Cúpula do Clima apresenta proposta para acabar com poluição até 2030

Líderes de 40 países apresentaram propostas para conter crise climática. Joe Biden liderou reunião

 

O presidente Joe Biden, idealizador do encontro, abriu a reunião da Cúpula de Líderes sobre o Clima, com discurso que propõe aos EUA cortar em 50% as emissões de gases, até 2030. Também discursaram Xi Jinpin, Angela Merkel, Jair Bolsonaro, Valdimir Putin, Emmanuel Macron, entre outros líderes

 

Da Redação

Ambientalistas e articuladores de questões climáticas em todo o mundo estiveram voltados para os EUA, atentos à importante reunião de líderes de 40 países para discutir a crise climática no planeta e apresentar propostas para cortar as emissões de gases do efeito estufa. O presidente Joe Biden, idealizador do encontro, abriu o evento da Cúpula de Líderes sobre o Clima com discurso que propõe que os EUA vão cortar em 50% as emissões de gases, até 2030.

Segundo o democrata, “é uma oportunidade para criar empregos e por isso proponho um grande investimento para aproveitar as oportunidades. Quero construir uma infraestrutura crítica para energia.”

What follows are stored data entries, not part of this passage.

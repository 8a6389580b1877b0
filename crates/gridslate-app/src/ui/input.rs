use eframe::egui::{InputState, Key};
use gridslate_core::Digit;

use crate::action::{Action, ActionRequestQueue};

struct Shortcut {
    key: Key,
    action: Action,
}

impl Shortcut {
    const fn digit(key: Key, digit: Digit) -> Self {
        Self {
            key,
            action: Action::SelectDigit(digit),
        }
    }
}

const SHORTCUTS: [Shortcut; 10] = [
    Shortcut {
        key: Key::Escape,
        action: Action::ClearDigit,
    },
    Shortcut::digit(Key::Num1, Digit::D1),
    Shortcut::digit(Key::Num2, Digit::D2),
    Shortcut::digit(Key::Num3, Digit::D3),
    Shortcut::digit(Key::Num4, Digit::D4),
    Shortcut::digit(Key::Num5, Digit::D5),
    Shortcut::digit(Key::Num6, Digit::D6),
    Shortcut::digit(Key::Num7, Digit::D7),
    Shortcut::digit(Key::Num8, Digit::D8),
    Shortcut::digit(Key::Num9, Digit::D9),
];

pub(crate) fn handle_input(i: &InputState, action_queue: &mut ActionRequestQueue) {
    for shortcut in SHORTCUTS {
        if i.key_pressed(shortcut.key) && i.modifiers.is_none() {
            action_queue.request(shortcut.action);
            return;
        }
    }
}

“A realidade que virá se não nos mexermos, não podemos nos entregar. Manter o mundo em um caminho sustentável depende disso. O bem-estar dos trabalhadores, a força da economia depende disso”, reforçou o presidente.

Biden foi contundente em seu discurso ao pedir para que os países sejam ambiciosos nas suas metas de redução de emissão de gases para que o aquecimento global não ultrapasse da meta de 1,5ºC.

Já o presidente da China, Xi Jinping, se comprometeu em limitar o consumo de carvão mineral como fonte de energia entre os anos de 2021 e 2025 e acabar com esse tipo de geração energética nos anos seguintes, com o fim total em 2030. “A China se comprometeu a antecipar o pico do carbono para a neutralidade em um tempo muito mais curto do que os países desenvolvidos levaram, e isso exige esforços extraordinariamente difíceis do país”, relatou o líder.

Com medidas que prometem reduzir as emissões de gases do efeito estufa, o presidente brasileiro, Jair Bolsonaro, em tom moderado, disse que o Brasil, “ é voz ativa na construção da agenda ambiental global. Renovo, hoje, essa credencial, respaldada tanto por nossas conquistas até aqui quanto pelos compromissos que estamos prontos a assumir perante as gerações futuras.”

“É preciso haver justa remuneração pelos serviços ambientais prestados por nossos biomas ao planeta como forma de reconhecer o caráter econômico das atividades de conservação”. “Destaco aqui o compromisso de eliminar o desmatamento ilegal até 2030, com a plena e pronta aplicação do nosso Código Florestal. Com isso, reduziremos em quase 50% nossas emissões até essa data”, ressaltou Bolsonaro.

Angela Merkel, por sua vez, parabenizou a volta dos EUA, afirmando que, “o mundo precisa da sua contribuição”, disse. “Carvão foi uma fonte importante para nós, mas vamos acabar com a eletrificação por carvão. Produziremos 46% da eletricidade de renováveis e queremos aumentar isso”, relatou.

O presidente da França, Emmanuel Macron, falou que é preciso incluir os custos ambientais no comércio de bens e serviços e que sem isso não haverá uma transição para uma economia verde. “Agir para o clima significa regulamentar, e regulamentar em um nível internacional. Se nós não estabelecermos um preço para o carbono, não haverá transição”, disse ele.

Vladimir Putin, em seu discurso afirmou que a Rússia irá propor uma mudança de condições para investimentos estrangeiros que tenham como objetivo construir projetos de energia limpa no país. “Agora 45% da nossa matriz energética tem baixas emissões. As emissões de plantas nucleares é quase zero”, enfatizou.

Quanto ao Reino Unido, o primeiro-ministro Boris Johnson relatou ser importante sinalizar que as metas de redução não são uma campanha politicamente correta como “abraçar um coelhinho”. Disse que é preciso pensar em formas de neutralizar as emissões da vida doméstica, como voos de avião e nas casas.